▸ **Exercise objective**
Look through the entries below and count every line in which "ConfigError" appears; reply with the number only.

┌─ Exercise inputs

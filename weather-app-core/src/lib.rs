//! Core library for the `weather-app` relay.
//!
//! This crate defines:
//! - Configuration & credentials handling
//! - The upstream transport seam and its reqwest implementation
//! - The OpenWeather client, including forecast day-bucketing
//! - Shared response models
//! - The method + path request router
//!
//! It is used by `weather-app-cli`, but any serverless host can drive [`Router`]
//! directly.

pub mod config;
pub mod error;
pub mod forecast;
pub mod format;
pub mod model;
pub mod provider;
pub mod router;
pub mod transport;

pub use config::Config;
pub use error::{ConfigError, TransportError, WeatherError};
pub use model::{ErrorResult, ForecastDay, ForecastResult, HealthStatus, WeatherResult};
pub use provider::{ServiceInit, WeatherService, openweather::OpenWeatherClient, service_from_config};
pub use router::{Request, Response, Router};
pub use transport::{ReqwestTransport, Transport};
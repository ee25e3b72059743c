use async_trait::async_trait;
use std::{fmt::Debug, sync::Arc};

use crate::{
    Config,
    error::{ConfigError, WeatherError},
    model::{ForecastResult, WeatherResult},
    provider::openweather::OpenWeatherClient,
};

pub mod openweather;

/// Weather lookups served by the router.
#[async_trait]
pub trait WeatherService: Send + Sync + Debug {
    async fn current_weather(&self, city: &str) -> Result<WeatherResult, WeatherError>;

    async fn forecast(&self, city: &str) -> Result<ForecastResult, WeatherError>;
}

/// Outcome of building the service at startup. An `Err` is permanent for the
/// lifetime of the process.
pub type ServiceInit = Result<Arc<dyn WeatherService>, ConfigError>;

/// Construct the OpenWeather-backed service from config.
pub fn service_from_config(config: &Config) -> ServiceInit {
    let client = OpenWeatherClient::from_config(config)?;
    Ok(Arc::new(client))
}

└─
┌─ Exercise inputs

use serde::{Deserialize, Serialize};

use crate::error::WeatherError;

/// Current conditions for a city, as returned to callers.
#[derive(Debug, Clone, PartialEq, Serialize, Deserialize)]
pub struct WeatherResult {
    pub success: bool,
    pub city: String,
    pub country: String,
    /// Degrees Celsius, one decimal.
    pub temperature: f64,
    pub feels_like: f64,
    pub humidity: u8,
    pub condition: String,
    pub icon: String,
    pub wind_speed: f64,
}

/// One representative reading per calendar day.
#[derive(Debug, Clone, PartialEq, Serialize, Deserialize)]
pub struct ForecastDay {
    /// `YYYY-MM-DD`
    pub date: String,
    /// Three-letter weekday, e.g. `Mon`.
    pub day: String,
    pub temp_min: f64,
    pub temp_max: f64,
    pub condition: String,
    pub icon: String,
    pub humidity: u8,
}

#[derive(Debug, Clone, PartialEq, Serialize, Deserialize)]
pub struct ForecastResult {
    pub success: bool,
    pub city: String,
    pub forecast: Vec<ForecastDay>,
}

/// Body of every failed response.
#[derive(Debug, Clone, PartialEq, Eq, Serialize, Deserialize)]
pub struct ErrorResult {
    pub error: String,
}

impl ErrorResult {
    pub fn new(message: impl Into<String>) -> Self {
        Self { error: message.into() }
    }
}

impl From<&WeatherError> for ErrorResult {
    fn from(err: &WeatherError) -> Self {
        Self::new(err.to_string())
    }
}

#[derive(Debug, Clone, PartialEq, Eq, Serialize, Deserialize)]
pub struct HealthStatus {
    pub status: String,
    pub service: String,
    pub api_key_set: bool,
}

└─
┌─ Exercise inputs

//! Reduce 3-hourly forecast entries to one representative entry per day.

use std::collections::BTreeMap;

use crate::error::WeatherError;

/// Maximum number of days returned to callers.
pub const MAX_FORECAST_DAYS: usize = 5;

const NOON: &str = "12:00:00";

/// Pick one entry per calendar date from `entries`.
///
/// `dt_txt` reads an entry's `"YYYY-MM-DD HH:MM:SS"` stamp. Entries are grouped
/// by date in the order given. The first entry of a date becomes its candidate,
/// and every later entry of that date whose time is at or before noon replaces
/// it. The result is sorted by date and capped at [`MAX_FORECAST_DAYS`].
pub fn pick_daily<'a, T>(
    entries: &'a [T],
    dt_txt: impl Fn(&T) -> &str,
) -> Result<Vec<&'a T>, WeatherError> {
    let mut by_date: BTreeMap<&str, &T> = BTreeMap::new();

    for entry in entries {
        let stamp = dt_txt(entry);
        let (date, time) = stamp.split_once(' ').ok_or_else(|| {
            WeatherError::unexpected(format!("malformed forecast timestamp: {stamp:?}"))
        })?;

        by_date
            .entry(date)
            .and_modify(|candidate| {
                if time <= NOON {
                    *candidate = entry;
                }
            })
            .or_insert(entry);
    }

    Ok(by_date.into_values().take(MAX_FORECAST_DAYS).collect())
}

└─

▸ **Written answer**
3